Notably, 48 of 95 (50.5%) patients had extensive taste disorder (>8 on a 10‐grade Likert scale) and had an associated self‐assessed olfactory dysfunction compared to their experience before onset of fever and COVID‐19 symptoms (grade > 6, Likert scale) (Table 1). ODT was reported to occur very early on during disease (within 5 days from the onset of fever). All patients reported loss of taste to the otherwise lively variety of regional Italian dishes. In all cases, OTD was reported as a first‐in‐life event. All patients had other complaints leading to NFS including influenza‐like illness with fever (37.5°C‐38°C), myalgias, fatigue, nausea, and diarrhea. From onset of symptoms, no patient had progression to polypnea severe cough and/or oxygen desaturation over a mean observation of 10 days (range: 5‐18).
Mild olfactory dysfunction may occur in some patients with common cold and chronic rhinitis and may occur with considerably lower incidence in peak influenza season (12%), 8 while profound taste dysfunction is quite unusual during viral infections.
A limitation of the meta‐analysis by Sun et al 1 and of other reports on hospitalized patients 2 , 3 , 5 , 6 is represented by an unexplained biased reporting on ODT, which in Italy represents a prevalent symptom not only in hospitalized patients with respiratory insufficiency, 7 but also in the majority of outpatients, as reported here.
Reasons underlying failure to report this clinical picture so far may include failure to detect, recognize or report these signs, different population genetics of chemosensors, or differences in regional cuisine habits. SARS‐CoV‐2 infection determines a surprisingly high and widespread incidence of OTD which appears to be pathognomonic. This high frequency of ODT can be used to help identify SARS‐CoV‐2 outpatient cases without respiratory involvement in western countries.
For these reasons, we suggest that meta‐analyses that are performed on exclusively hospitalized populations with patient selection skewing based on ethnicity or country of origin and without consideration of ODT need to account for the above limitation.

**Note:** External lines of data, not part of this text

//! Retry configuration, backoff strategies and the retry middleware.

use crate::error::{ErrorKind, GatewayError};
use crate::middleware::{ErrorOutcome, Middleware, PipelineContext};
use async_trait::async_trait;
use std::time::Duration;
use tracing::{debug, warn};

/// Status codes retried by default.
pub const DEFAULT_RETRY_STATUS_CODES: [u16; 6] = [408, 429, 500, 502, 503, 504];

/// Retry configuration.
#[derive(Debug, Clone)]
pub struct RetryConfig {
    /// Maximum number of retries after the first attempt.
    pub max_retries: u32,
    /// Backoff strategy.
    pub backoff: BackoffStrategy,
    /// Status codes that should trigger a retry.
    pub retry_status_codes: Vec<u16>,
}

impl Default for RetryConfig {
    fn default() -> Self {
        Self {
            max_retries: 3,
            backoff: BackoffStrategy::Exponential {
                initial: Duration::from_millis(300),
                max: Duration::from_secs(30),
                multiplier: 2.0,
            },
            retry_status_codes: DEFAULT_RETRY_STATUS_CODES.to_vec(),
        }
    }
}

impl RetryConfig {
    /// Create a retry config with exponential backoff.
    pub fn exponential(max_retries: u32, initial_delay: Duration) -> Self {
        Self {
            max_retries,
            backoff: BackoffStrategy::Exponential {
                initial: initial_delay,
                max: Duration::from_secs(30),
                multiplier: 2.0,
            },
            ..Default::default()
        }
    }

    /// Create a retry config with linear backoff.
    pub fn linear(max_retries: u32, delay: Duration) -> Self {
        Self {
            max_retries,
            backoff: BackoffStrategy::Linear {
                delay,
                max: Duration::from_secs(30),
            },
            ..Default::default()
        }
    }

    /// Create a retry config with constant delay.
    pub fn constant(max_retries: u32, delay: Duration) -> Self {
        Self {
            max_retries,
            backoff: BackoffStrategy::Constant(delay),
            ..Default::default()
        }
    }

    /// Create a retry config with no delay.
    pub fn immediate(max_retries: u32) -> Self {
        Self {
            max_retries,
            backoff: BackoffStrategy::None,
            ..Default::default()
        }
    }

    /// Replace the retryable status codes.
    pub fn with_status_codes(mut self, codes: Vec<u16>) -> Self {
        self.retry_status_codes = codes;
        self
    }

    /// Calculate delay before the retry following `retry_count` earlier retries.
    pub fn delay_for_attempt(&self, retry_count: u32) -> Duration {
        self.backoff.delay_for_attempt(retry_count)
    }

    /// Check if a status code should trigger a retry.
    pub fn should_retry_status(&self, status: u16) -> bool {
        self.retry_status_codes.contains(&status)
    }

    /// Whether `error` is the kind of failure worth retrying, ignoring budget.
    ///
    /// Failures without a status (network, timeout) and failures with a
    /// configured status are eligible. Cancellation, middleware, decode and
    /// request errors never are, and neither is anything served from cache.
    pub fn is_retryable(&self, error: &GatewayError) -> bool {
        if error.config.meta.from_cache {
            return false;
        }

        match error.kind {
            ErrorKind::Transport => error.status.is_none(),
            ErrorKind::Server | ErrorKind::Client => error
                .status
                .is_some_and(|status| self.should_retry_status(status)),
            ErrorKind::Middleware
            | ErrorKind::Cancelled
            | ErrorKind::Decode
            | ErrorKind::Request => false,
        }
    }
}

/// Backoff strategy for retries.
#[derive(Debug, Clone)]
pub enum BackoffStrategy {
    /// No delay between retries.
    None,
    /// Constant delay between retries.
    Constant(Duration),
    /// Linear backoff: delay increases by a fixed amount.
    Linear {
        /// Delay increment per attempt.
        delay: Duration,
        /// Maximum delay.
        max: Duration,
    },
    /// Exponential backoff: `initial * multiplier^retry_count`.
    Exponential {
        /// Initial delay.
        initial: Duration,
        /// Maximum delay.
        max: Duration,
        /// Multiplier (typically 2.0).
        multiplier: f64,
    },
}

impl BackoffStrategy {
    /// Calculate delay for a given retry count (0-indexed).
    pub fn delay_for_attempt(&self, attempt: u32) -> Duration {
        match self {
            Self::None => Duration::ZERO,
            Self::Constant(d) => *d,
            Self::Linear { delay, max } => {
                let total = delay.saturating_mul(attempt.saturating_add(1));
                total.min(*max)
            }
            Self::Exponential {
                initial,
                max,
                multiplier,
            } => {
                let factor = multiplier.powi(attempt.min(i32::MAX as u32) as i32);
                let millis = initial.as_millis() as f64 * factor;
                if !millis.is_finite() || millis >= max.as_millis() as f64 {
                    *max
                } else {
                    Duration::from_millis(millis as u64)
                }
            }
        }
    }
}

/// Retry policy consulted by [`RetryMiddleware`].
pub trait RetryStrategy: Send + Sync {
    /// Check if the request should be retried after `retry_count` retries.
    fn should_retry(&self, retry_count: u32, error: &GatewayError) -> bool;

    /// Get the delay before the next retry.
    fn retry_delay(&self, retry_count: u32) -> Duration;
}

impl RetryStrategy for RetryConfig {
    fn should_retry(&self, retry_count: u32, error: &GatewayError) -> bool {
        retry_count < self.max_retries && self.is_retryable(error)
    }

    fn retry_delay(&self, retry_count: u32) -> Duration {
        self.delay_for_attempt(retry_count)
    }
}

/// Error middleware that reissues transient failures through the pipeline.
///
/// The retry counter travels on the request configuration, so a retried
/// request that fails again re-enters this middleware one step further into
/// its budget. Once the budget is spent the error continues down the chain
/// unchanged.
pub struct RetryMiddleware<S = RetryConfig> {
    strategy: S,
}

impl RetryMiddleware<RetryConfig> {
    /// Retry with the default policy: three retries, 300ms exponential backoff.
    pub fn new() -> Self {
        Self::with_config(RetryConfig::default())
    }

    /// Retry with the given configuration.
    pub fn with_config(config: RetryConfig) -> Self {
        Self { strategy: config }
    }
}

impl Default for RetryMiddleware<RetryConfig> {
    fn default() -> Self {
        Self::new()
    }
}

impl<S: RetryStrategy> RetryMiddleware<S> {
    /// Retry with a custom strategy.
    pub fn with_strategy(strategy: S) -> Self {
        Self { strategy }
    }

    /// The retry strategy.
    pub fn strategy(&self) -> &S {
        &self.strategy
    }
}

#[async_trait]
impl<S: RetryStrategy + 'static> Middleware for RetryMiddleware<S> {
    fn name(&self) -> &str {
        "retry"
    }

    async fn on_error(&self, error: GatewayError, ctx: &PipelineContext<'_>) -> ErrorOutcome {
        let retry_count = error.config.meta.retry_count;

        if !self.strategy.should_retry(retry_count, &error) {
            if retry_count > 0 {
                debug!(
                    retries = retry_count,
                    status = ?error.status,
                    "Not retrying request"
                );
            }
            return ErrorOutcome::Continue(error);
        }

        let delay = self.strategy.retry_delay(retry_count);
        warn!(
            method = %error.config.method,
            path = %error.config.path,
            attempt = retry_count + 1,
            delay_ms = delay.as_millis() as u64,
            status = ?error.status,
            error = %error,
            "Retrying request"
        );

        tokio::select! {
            biased;
            _ = ctx.cancellation().cancelled() => {
                return ErrorOutcome::Continue(GatewayError::cancelled(error.config));
            }
            _ = tokio::time::sleep(delay) => {}
        }

        let mut config = error.config;
        config.meta.retry_count += 1;

        match ctx.reissue(config).await {
            Ok(response) => ErrorOutcome::Recover(response),
            // The nested pipeline already ran the full error phase.
            Err(error) => ErrorOutcome::Propagate(error),
        }
    }
}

We suggest that taste and smell disorder in COVID‐19 patients should be considered and included in disease definitions. This would be beneficial to the diagnosis of COVID‐19 patients with inconspicuous symptoms. In fact, at this stage of the pandemic, the number of asymptomatic SARS‐CoV‐2 infections is increasing, and any clinical symptom that had not been previously noticed is beneficial to the diagnosis of COVID‐19.
CONFLICT OF INTERESTS
The authors declare that there are no conflict of interests.
AUTHOR CONTRIBUTIONS
All authors have visited patients, and contributed to write the manuscript.